I’d say a couple of years. Some of those books may have a publication date three years from now, but my time with it, I’m booked out for about two years. Most take me maybe a month or two months to do sketches, and maybe three months to do the final artwork. I just got the sketches back [for the new Muncha Muncha Muncha book] with the thumbs up to get going on it. That’s with Simon & Schuster. I don’t know when the pub dates for any of these are, but I would say that one’s on my calendar next. And then Tap Tap Boom Boom. The Ransome book would be the third book, and then The Oak Tree would be the last one as far as publication.

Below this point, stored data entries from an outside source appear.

//! Fan-out of one generation request into independent variant calls.
//!
//! Every variant is its own remote call. Transient failures only cost that
//! variant; a credential rejection anywhere fails the whole batch because
//! every other call with the same key is bound to fail the same way.

use chrono::Utc;
use futures::future::join_all;
use rand::Rng;
use std::{sync::Arc, time::Duration};
use tracing::{error, info, warn};
use uuid::Uuid;

use crate::config::GenerationConfig;
use crate::credentials::Credential;
use crate::encoder::{encode, EncodedAsset};
use crate::error::{GenerationError, Result};
use crate::gemini::{ClientFactory, ContentRequest, GenerationControls, GenerativeBackend};
use crate::models::{GeneratedAsset, GenerationBatch, GenerationRequest, VideoState};
use crate::prompt::{PromptBuilder, PromptPlan};

#[derive(Debug, Clone, Copy, PartialEq, Eq)]
pub enum FailureKind {
    Transient,
    InvalidCredential,
}

/// Per-variant bookkeeping, dropped when the call returns.
#[derive(Debug, Default)]
struct RetryState {
    attempts: u32,
    last_failure: Option<FailureKind>,
}

#[derive(Debug)]
enum VariantOutcome {
    Produced(GeneratedAsset),
    Failed { kind: FailureKind, attempts: u32, reason: String },
}

pub struct Orchestrator {
    factory: Arc<dyn ClientFactory>,
    image_model: String,
    config: GenerationConfig,
}

impl Orchestrator {
    pub fn new(factory: Arc<dyn ClientFactory>, image_model: impl Into<String>, config: GenerationConfig) -> Self {
        Self { factory, image_model: image_model.into(), config }
    }

    /// Requested count (or the default) clamped to `[1, max_variants]`.
    pub fn variant_count(&self, requested: Option<usize>) -> usize {
        requested
            .unwrap_or(self.config.default_variants)
            .clamp(1, self.config.max_variants.max(1))
    }

    pub async fn generate(&self, credential: Option<&Credential>, request: &GenerationRequest) -> Result<GenerationBatch> {
        let credential = credential.ok_or(GenerationError::MissingCredential)?;

        if request.mode.needs_subject() && request.secondary_asset.is_none() {
            return Err(GenerationError::InvalidRequest(
                "this mode needs both a model photo and a product photo".into(),
            ));
        }

        let total = self.variant_count(Some(request.variant_count));
        let primary = encode(&request.primary_asset)?;
        let secondary: Option<EncodedAsset> = match &request.secondary_asset {
            Some(asset) if request.mode.needs_subject() => Some(encode(asset)?),
            _ => None,
        };
        let builder = PromptBuilder::new(request, total, &primary, secondary.as_ref())?;
        let client = self.factory.client(credential);
        let batch_id = Uuid::new_v4();

        info!(
            "🚀 Generating {} variants (mode={:?}, grammar={:?}, key={})",
            total, request.mode, builder.grammar(), credential.preview()
        );

        let calls = (1..=total).map(|variant| {
            let plan = builder.build(variant);
            self.run_variant(client.as_ref(), plan, batch_id)
        });
        let outcomes = join_all(calls).await;

        let assets = aggregate(outcomes)?;
        info!("✅ Batch {} finished with {}/{} variants", batch_id, assets.len(), total);
        Ok(GenerationBatch { id: batch_id, mode: request.mode, assets, created_at: Utc::now() })
    }

    async fn run_variant(&self, client: &dyn GenerativeBackend, plan: PromptPlan, batch_id: Uuid) -> (usize, VariantOutcome) {
        let variant = plan.variant;
        let request = ContentRequest::from_parts(
            &plan.parts,
            Some(GenerationControls {
                response_modalities: Some(vec!["IMAGE".to_string(), "TEXT".to_string()]),
                ..Default::default()
            }),
        );
        let mut state = RetryState::default();
        let max_attempts = self.config.max_attempts.max(1);

        loop {
            state.attempts += 1;
            let reason = match client.generate_content(&self.image_model, &request).await {
                Ok(response) => match response.first_image() {
                    Some(image) => {
                        let asset = GeneratedAsset {
                            id: format!("{}-{}", batch_id, variant),
                            variant,
                            image_data: image.to_data_url(),
                            prompt_echo: plan.echo(),
                            favorite: false,
                            video: VideoState::Idle,
                        };
                        return (variant, VariantOutcome::Produced(asset));
                    }
                    None => "no image data in response".to_string(),
                },
                Err(err) if err.is_credential_rejection() => {
                    error!("❌ Variant {} rejected: credential error: {}", variant, err);
                    state.last_failure = Some(FailureKind::InvalidCredential);
                    return (
                        variant,
                        VariantOutcome::Failed { kind: FailureKind::InvalidCredential, attempts: state.attempts, reason: err.to_string() },
                    );
                }
                Err(err) => err.to_string(),
            };

            state.last_failure = Some(FailureKind::Transient);
            if state.attempts >= max_attempts {
                warn!("⚠️ Variant {} gave up after {} attempts: {}", variant, state.attempts, reason);
                let kind = state.last_failure.unwrap_or(FailureKind::Transient);
                return (variant, VariantOutcome::Failed { kind, attempts: state.attempts, reason });
            }

            let delay = backoff_delay(self.config.retry_backoff, state.attempts);
            warn!("🔄 Variant {} attempt {} failed ({}), retrying in {:?}", variant, state.attempts, reason, delay);
            if !delay.is_zero() {
                tokio::time::sleep(delay).await;
            }
        }
    }
}

/// `base * 2^(attempt-1)` plus up to 25% jitter.
fn backoff_delay(base: Duration, attempt: u32) -> Duration {
    if base.is_zero() {
        return Duration::ZERO;
    }
    let exp = base.saturating_mul(1u32 << attempt.saturating_sub(1).min(6));
    let jitter_ms = rand::thread_rng().gen_range(0..=exp.as_millis() as u64 / 4);
    exp + Duration::from_millis(jitter_ms)
}

fn aggregate(mut outcomes: Vec<(usize, VariantOutcome)>) -> Result<Vec<GeneratedAsset>> {
    let credential_failures = outcomes
        .iter()
        .filter(|(_, o)| matches!(o, VariantOutcome::Failed { kind: FailureKind::InvalidCredential, .. }))
        .count();
    if credential_failures > 0 {
        error!("❌ {} variant(s) reported an invalid API key, failing the batch", credential_failures);
        return Err(GenerationError::InvalidCredential);
    }

    outcomes.sort_by_key(|(variant, _)| *variant);
    let assets: Vec<GeneratedAsset> = outcomes
        .into_iter()
        .filter_map(|(variant, outcome)| match outcome {
            VariantOutcome::Produced(asset) => Some(asset),
            VariantOutcome::Failed { attempts, reason, .. } => {
                info!("Variant {} produced nothing after {} attempt(s): {}", variant, attempts, reason);
                None
            }
        })
        .collect();

    if assets.is_empty() {
        return Err(GenerationError::EmptyResult);
    }
    Ok(assets)
}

It seems like you’ve worked with just about every publisher out there. Are there particular editors with whom you’ve worked consistently?

I am working with some of the people that I’ve been working with from day one. I love that. Cecelia Yung is an art director at Putnam, and I’ve worked with her and Nancy Paulsen for years and years and I like that. It’s important for me to have that kind of long-lasting relationship if I can. Christy Ottaviano at Holt, and Anne Schwartz and Lee Wade I’ve worked with for a long, long time.

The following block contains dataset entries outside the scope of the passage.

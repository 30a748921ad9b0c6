use std::{env, str::FromStr, time::Duration};
use tracing::warn;

pub const DEFAULT_API_BASE: &str = "https://generativelanguage.googleapis.com/v1beta";

#[derive(Debug, Clone)]
pub struct StudioConfig {
    pub port: u16,
    pub default_api_key: Option<String>,
    pub api_base: String,
    pub http_timeout: Duration,
    pub models: ModelConfig,
    pub generation: GenerationConfig,
    pub video: VideoConfig,
    pub history_limit: usize,
}

#[derive(Debug, Clone)]
pub struct ModelConfig {
    pub image: String,
    pub text: String,
    pub video: String,
}

/// Fan-out and retry limits for one orchestrator call.
#[derive(Debug, Clone)]
pub struct GenerationConfig {
    pub max_variants: usize,
    pub default_variants: usize,
    pub max_attempts: u32,
    pub retry_backoff: Duration,
}

#[derive(Debug, Clone)]
pub struct VideoConfig {
    pub poll_interval: Duration,
    pub timeout: Duration,
}

impl Default for ModelConfig {
    fn default() -> Self {
        Self {
            image: "gemini-2.5-flash-image-preview".to_string(),
            text: "gemini-1.5-flash".to_string(),
            video: "veo-2.0-generate-001".to_string(),
        }
    }
}

impl Default for GenerationConfig {
    fn default() -> Self {
        Self {
            max_variants: 20,
            default_variants: 6,
            max_attempts: 2,
            retry_backoff: Duration::from_millis(750),
        }
    }
}

impl Default for VideoConfig {
    fn default() -> Self {
        Self {
            poll_interval: Duration::from_secs(10),
            timeout: Duration::from_secs(600),
        }
    }
}

impl Default for StudioConfig {
    fn default() -> Self {
        Self {
            port: 8080,
            default_api_key: None,
            api_base: DEFAULT_API_BASE.to_string(),
            http_timeout: Duration::from_secs(120),
            models: ModelConfig::default(),
            generation: GenerationConfig::default(),
            video: VideoConfig::default(),
            history_limit: 10,
        }
    }
}

impl StudioConfig {
    pub fn from_env() -> Self {
        let defaults = Self::default();
        let generation = GenerationConfig {
            max_variants: parse_var("STUDIO_MAX_VARIANTS", defaults.generation.max_variants).max(1),
            default_variants: parse_var("STUDIO_DEFAULT_VARIANTS", defaults.generation.default_variants),
            max_attempts: parse_var("STUDIO_MAX_ATTEMPTS", defaults.generation.max_attempts).max(1),
            retry_backoff: Duration::from_millis(parse_var(
                "STUDIO_RETRY_BACKOFF_MS",
                defaults.generation.retry_backoff.as_millis() as u64,
            )),
        };
        let video = VideoConfig {
            poll_interval: Duration::from_secs(parse_var(
                "STUDIO_VIDEO_POLL_SECS",
                defaults.video.poll_interval.as_secs(),
            )),
            timeout: Duration::from_secs(parse_var(
                "STUDIO_VIDEO_TIMEOUT_SECS",
                defaults.video.timeout.as_secs(),
            )),
        };

        Self {
            port: parse_var("PORT", defaults.port),
            default_api_key: env::var("GEMINI_API_KEY").ok().filter(|k| !k.trim().is_empty()),
            api_base: env::var("GEMINI_API_BASE").unwrap_or(defaults.api_base),
            http_timeout: Duration::from_secs(parse_var(
                "STUDIO_HTTP_TIMEOUT_SECS",
                defaults.http_timeout.as_secs(),
            )),
            models: ModelConfig {
                image: env::var("STUDIO_IMAGE_MODEL").unwrap_or(defaults.models.image),
                text: env::var("STUDIO_TEXT_MODEL").unwrap_or(defaults.models.text),
                video: env::var("STUDIO_VIDEO_MODEL").unwrap_or(defaults.models.video),
            },
            generation,
            video,
            history_limit: parse_var("STUDIO_HISTORY_LIMIT", defaults.history_limit),
        }
    }
}

fn parse_var<T: FromStr + Copy + std::fmt::Display>(name: &str, default: T) -> T {
    match env::var(name) {
        Ok(raw) => raw.trim().parse().unwrap_or_else(|_| {
            warn!("⚠️ Ignoring unparseable {}={:?}, using {}", name, raw, default);
            default
        }),
        Err(_) => default,
    }
}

Do you tend to have the same editor for the books that you write?

I have two or three editors that I write for, and I write a distinctive kind of book for each. The Nancy Paulsen books – Atlantic, On Earth, The Oak Tree – they’re all nature-based books that have large pictures and simple text about nature subjects. And for Christy Ottaviano, I wrote a book called The Village Garage, and we’re writing another one about a farmer’s market. Her books tend to be about things close to home for me, everyday kind of subjects. Young Zeus was with Scholastic and I worked with a freelance editor there, Leslie Budnick, but closely with the art director, David Saylor. I’d love to get another one going with them.

In all your spare time?

Yeah [laughs]. Maybe after I move.

How is the move going?

It’s going. I have the luxury of a little bit of time, but it’s still a move.

Have you been rereading Neville [Norton Juster’s 2011 picture book about moving house, which Karas illustrated]?

[Laughs]

No, Neville is packed away right now, but the memory of that is clear enough. I’ve been moving too many times in the past few years, so hopefully this one will be a little more permanent.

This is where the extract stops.